Prodrugs of peptides. 11. Chemical and enzymatic hydrolysis kinetics of N-acyloxymethyl derivatives of a peptide-like bond

Various carboxylic acid esters of the N-hydroxymethyl derivative of N-benzyloxycarbonylglycine benzylamide, used as a peptide-like model, were prepared and their decomposition kinetics studied in aqueous solution and in human plasma solutions. These N-acyloxymethylamide derivatives were found to undergo a facile decomposition by a pH-independent process in the pH range 4-8.5, the half-lives being 1-11hr at 37 degrees C. The cause of this limited stability was suggested to be due to the occurrence of an elimination-addition mechanism involving a reactive N-acylminium ion intermediate.

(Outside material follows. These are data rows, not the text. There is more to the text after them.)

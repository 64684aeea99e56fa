//! Game rules for tic-tac-toe.
//!
//! Pure functions over a [`Board`](crate::Board). Nothing here reads or
//! writes turn order; the engine composes these after every move.

pub mod draw;
pub mod win;

pub use draw::is_full;
pub use win::{check_winner, winning_line, LINES};

use crate::types::{Board, Outcome};
use tracing::instrument;

/// Derives the outcome of a board.
///
/// A completed line wins, checked in [`LINES`] order. Otherwise a full board
/// is a draw, and anything else is still in progress.
#[instrument(skip(board))]
pub fn outcome_of(board: &Board) -> Outcome {
    if let Some(mark) = check_winner(board) {
        Outcome::Win(mark)
    } else if is_full(board) {
        Outcome::Draw
    } else {
        Outcome::InProgress
    }
}
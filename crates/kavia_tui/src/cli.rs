//! Command-line interface.

use clap::Parser;
use std::path::PathBuf;

/// Kavia TicTacToe - two players, one terminal
#[derive(Parser, Debug)]
#[command(name = "kavia_tictactoe")]
#[command(about = "Play tic-tac-toe in the terminal", long_about = None)]
#[command(version)]
pub struct Cli {
    /// Path to a TOML settings file. Missing file means defaults.
    #[arg(short, long, default_value = "kavia_tictactoe.toml")]
    pub config: PathBuf,

    /// Where to write logs (the terminal belongs to the game)
    #[arg(long, default_value = "kavia_tictactoe.log")]
    pub log_file: PathBuf,

    /// Hide the key help footer
    #[arg(long)]
    pub no_hints: bool,
}
//! Move rejection reasons.

use crate::position::Position;
use serde::{Deserialize, Serialize};

/// Why a move was not applied.
///
/// Rejection is never fatal: the state the move was attempted on is left
/// exactly as it was.
#[derive(Debug, Clone, Copy, PartialEq, Eq, Hash, Serialize, Deserialize, derive_more::Display, derive_more::Error)]
pub enum MoveRejected {
    /// The game has already been won or drawn.
    #[display("Game is already over")]
    GameOver,

    /// Index outside 0..=8.
    #[display("Position {} is out of range (must be 0-8)", _0)]
    OutOfRange(#[error(not(source))] usize),

    /// Target cell already holds a mark.
    #[display("{} is already occupied", _0)]
    CellOccupied(#[error(not(source))] Position),
}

In alkaline solutions (pH greater than 10) the derivatives showed a normal ester stability. The ester group in the N-acyloxymethyl derivatives was readily hydrolyzed by plasma enzymes to yield the N-hydroxymethyl amide, which subsequently decomposed to the parent amide. The results obtained suggest that N-acyloxymethylation of a peptide bond may be a useful prodrug approach to obtain derivatives with varying lipophilicities and a ready ability to undergo conversion to the parent peptide in vivo. However, the stability of the derivatives in aqueous solutions is limited.